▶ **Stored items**
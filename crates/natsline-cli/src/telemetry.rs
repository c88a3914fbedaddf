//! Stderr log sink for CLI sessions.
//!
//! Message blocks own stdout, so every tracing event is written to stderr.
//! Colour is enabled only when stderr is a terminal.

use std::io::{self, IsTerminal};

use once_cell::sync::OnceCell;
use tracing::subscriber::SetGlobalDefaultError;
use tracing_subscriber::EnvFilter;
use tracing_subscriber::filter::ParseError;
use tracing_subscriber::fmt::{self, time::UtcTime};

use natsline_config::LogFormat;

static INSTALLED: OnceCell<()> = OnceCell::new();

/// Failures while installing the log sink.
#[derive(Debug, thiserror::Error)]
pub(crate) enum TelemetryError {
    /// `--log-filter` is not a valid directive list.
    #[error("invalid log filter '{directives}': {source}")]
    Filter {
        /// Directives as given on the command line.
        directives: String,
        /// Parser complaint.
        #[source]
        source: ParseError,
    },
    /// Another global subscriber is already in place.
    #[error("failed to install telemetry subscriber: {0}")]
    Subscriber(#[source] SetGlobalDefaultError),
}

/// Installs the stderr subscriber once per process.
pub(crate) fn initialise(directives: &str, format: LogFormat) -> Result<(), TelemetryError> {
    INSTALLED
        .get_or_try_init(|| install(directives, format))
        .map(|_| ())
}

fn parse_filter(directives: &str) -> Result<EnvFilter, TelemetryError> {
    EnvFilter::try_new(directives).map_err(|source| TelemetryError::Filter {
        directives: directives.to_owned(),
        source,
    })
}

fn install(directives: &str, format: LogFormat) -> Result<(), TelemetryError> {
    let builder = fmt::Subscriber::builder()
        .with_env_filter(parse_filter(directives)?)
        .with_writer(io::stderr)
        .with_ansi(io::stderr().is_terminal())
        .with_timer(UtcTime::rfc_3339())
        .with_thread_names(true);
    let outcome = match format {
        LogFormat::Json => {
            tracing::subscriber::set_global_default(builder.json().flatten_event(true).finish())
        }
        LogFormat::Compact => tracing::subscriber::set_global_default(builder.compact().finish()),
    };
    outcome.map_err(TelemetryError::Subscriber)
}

==

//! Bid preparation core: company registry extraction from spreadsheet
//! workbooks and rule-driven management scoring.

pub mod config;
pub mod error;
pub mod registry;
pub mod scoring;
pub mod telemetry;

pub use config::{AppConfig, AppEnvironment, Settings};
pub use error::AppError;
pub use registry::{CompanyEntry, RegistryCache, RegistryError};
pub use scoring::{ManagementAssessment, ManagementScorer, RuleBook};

▶ **The problem**
What you give back should be only the lines of the records above, starting at the line with "the log sink." and ending at the line with "fn parse_filter(directives: &str)", restated word for word.

▶ **Solution for this exercise**
/// Failures while installing the log sink.
#[derive(Debug, thiserror::Error)]
pub(crate) enum TelemetryError {
    /// `--log-filter` is not a valid directive list.
    #[error("invalid log filter '{directives}': {source}")]
    Filter {
        /// Directives as given on the command line.
        directives: String,
        /// Parser complaint.
        #[source]
        source: ParseError,
    },
    /// Another global subscriber is already in place.
    #[error("failed to install telemetry subscriber: {0}")]
    Subscriber(#[source] SetGlobalDefaultError),
}

/// Installs the stderr subscriber once per process.
pub(crate) fn initialise(directives: &str, format: LogFormat) -> Result<(), TelemetryError> {
    INSTALLED
        .get_or_try_init(|| install(directives, format))
        .map(|_| ())
}

fn parse_filter(directives: &str) -> Result<EnvFilter, TelemetryError> {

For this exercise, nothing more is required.